Abstract Ce 3+ , a rare earth element (REE), has been widely used in high-technology industries. Despite the importance of Ce 3+ in the fields of chemistry and physics, the role of Ce 3+ in biology has been ignored. To investigate physiological effects of Ce 3+ on microorganisms, we screened microorganisms that showed peculiar growth in the presence of Ce 3+ . We isolated a free-living soil bacterium that produced exopolysaccharide (EPS) around its colonies on 1/100 nutrient agar with 30 μM CeCl 3 or 1.0% d -mannitol.

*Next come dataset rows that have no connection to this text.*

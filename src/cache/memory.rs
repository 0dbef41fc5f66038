//! In-memory cache implementation using moka
//!
//! Each entry carries its own TTL, enforced through a moka expiry policy.
//! The TTL passed to `set` is capped by the cache's default TTL.

use super::CacheLayer;
use anyhow::{Context, Result};
use async_trait::async_trait;
use moka::future::Cache;
use moka::Expiry;
use serde::{de::DeserializeOwned, Serialize};
use std::sync::Arc;
use std::time::{Duration, Instant};

/// Default maximum cache capacity (number of entries)
const DEFAULT_MAX_CAPACITY: u64 = 10_000;

/// Default TTL for cache entries (5 minutes)
const DEFAULT_TTL: Duration = Duration::from_secs(300);

/// JSON-serialized value plus the TTL it was stored with
#[derive(Clone)]
struct CacheEntry {
    data: Arc<String>,
    ttl: Duration,
}

impl CacheEntry {
    fn new<T: Serialize>(value: &T, ttl: Duration) -> Result<Self> {
        let json = serde_json::to_string(value).context("Failed to serialize cache value")?;
        Ok(Self {
            data: Arc::new(json),
            ttl,
        })
    }

    fn deserialize<T: DeserializeOwned>(&self) -> Result<T> {
        serde_json::from_str(&self.data).context("Failed to deserialize cache value")
    }
}

/// Expiry policy reading the TTL stored in each entry
struct PerEntryExpiry;

impl Expiry<String, CacheEntry> for PerEntryExpiry {
    fn expire_after_create(&self, _key: &String, value: &CacheEntry, _created_at: Instant) -> Option<Duration> {
        Some(value.ttl)
    }

    fn expire_after_update(
        &self,
        _key: &String,
        value: &CacheEntry,
        _updated_at: Instant,
        _duration_until_expiry: Option<Duration>,
    ) -> Option<Duration> {
        Some(value.ttl)
    }
}

pub struct MemoryCache {
    cache: Cache<String, CacheEntry>,
    default_ttl: Duration,
}

impl std::fmt::Debug for MemoryCache {
    fn fmt(&self, f: &mut std::fmt::Formatter<'_>) -> std::fmt::Result {
        f.debug_struct("MemoryCache")
            .field("entry_count", &self.cache.entry_count())
            .field("default_ttl", &self.default_ttl)
            .finish()
    }
}

impl MemoryCache {
    pub fn new() -> Self {
        Self::with_capacity_and_ttl(DEFAULT_MAX_CAPACITY, DEFAULT_TTL)
    }

    /// Create a cache with a capacity and the TTL ceiling for entries
    pub fn with_capacity_and_ttl(max_capacity: u64, default_ttl: Duration) -> Self {
        let cache = Cache::builder()
            .max_capacity(max_capacity)
            .expire_after(PerEntryExpiry)
            .build();

        Self { cache, default_ttl }
    }

    pub fn default_ttl(&self) -> Duration {
        self.default_ttl
    }

    pub fn entry_count(&self) -> u64 {
        self.cache.entry_count()
    }

    /// Flush pending evictions and expirations
    pub async fn sync(&self) {
        self.cache.run_pending_tasks().await;
    }
}

impl Default for MemoryCache {
    fn default() -> Self {
        Self::new()
    }
}

/// Glob match supporting `*` (any run) and `?` (one character)
pub fn glob_match(pattern: &str, key: &str) -> bool {
    let pattern: Vec<char> = pattern.chars().collect();
    let key: Vec<char> = key.chars().collect();

    let (mut pi, mut ki) = (0, 0);
    // Position of the last `*` and the key index it is currently absorbing up to
    let mut backtrack: Option<(usize, usize)> = None;

    while ki < key.len() {
        match pattern.get(pi) {
            Some('*') => {
                backtrack = Some((pi, ki));
                pi += 1;
            }
            Some('?') => {
                pi += 1;
                ki += 1;
            }
            Some(&c) if c == key[ki] => {
                pi += 1;
                ki += 1;
            }
            _ => match backtrack {
                Some((star, absorbed)) => {
                    pi = star + 1;
                    ki = absorbed + 1;
                    backtrack = Some((star, absorbed + 1));
                }
                None => return false,
            },
        }
    }

    pattern[pi..].iter().all(|&c| c == '*')
}

#[async_trait]
impl CacheLayer for MemoryCache {
    async fn get<T: DeserializeOwned + Send>(&self, key: &str) -> Result<Option<T>> {
        match self.cache.get(key).await {
            Some(entry) => Ok(Some(entry.deserialize()?)),
            None => Ok(None),
        }
    }

    /// A zero TTL removes any existing entry instead of storing a new one
    async fn set<T: Serialize + Send + Sync>(&self, key: &str, value: &T, ttl: Duration) -> Result<()> {
        let ttl = ttl.min(self.default_ttl);
        if ttl.is_zero() {
            self.cache.invalidate(key).await;
            return Ok(());
        }
        let entry = CacheEntry::new(value, ttl)?;
        self.cache.insert(key.to_string(), entry).await;
        Ok(())
    }

    async fn delete(&self, key: &str) -> Result<()> {
        self.cache.invalidate(key).await;
        Ok(())
    }

    async fn delete_pattern(&self, pattern: &str) -> Result<()> {
        let keys: Vec<String> = self
            .cache
            .iter()
            .filter(|(key, _)| glob_match(pattern, key.as_str()))
            .map(|(key, _)| (*key).clone())
            .collect();

        for key in keys {
            self.cache.invalidate(&key).await;
        }
        Ok(())
    }

    async fn clear(&self) -> Result<()> {
        self.cache.invalidate_all();
        self.cache.run_pending_tasks().await;
        Ok(())
    }
}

The bacterium was identified as Bradyrhizobium sp. by morphological, biochemical, and physiological tests as well as 16S rDNA sequence analysis. La 3+ , Pr 3+ , and Nd 3+ also induced EPS production in large quantities, while Sm 3+ did in small amounts. However, other heavier REEs from Eu 3+ to Lu 3+ , and metals such as Na + , Al 3+ , K + , Ca 2+ , V 3+ , Cr 3+ , Co 2+ , Ni 2+ , Sr 2+ , Ba 2+ , and Pb 2+ did not induce EPS production. The mean molecular weight of EPS was estimated to be approximately 1 × 10 6 by Sepharose CL-4B column chromatography. TLC revealed that EPS was composed of l -rhamnose. Quantitative analysis of alditol acetate derivatives of acid hydrolyzate of EPS by GLC revealed that EPS was composed of more than 95% l -rhamnose, indicating that this EPS was a rhamnan. The spectrum of FT-IR of the rhamnan demonstrated that l -rhamnose residues in the rhamnan were α-linked. GC/MS analysis of methylated alditol acetate derivatives of the rhamnan demonstrated that it was composed of main chain α-(1→4)-linked l -rhamnopyranosyl residues. From spectral analyses of 1 H-NMR and FT-IR, EPS produced in the presence of 1.0% d -mannitol was found to be structurally similar to rhamnans.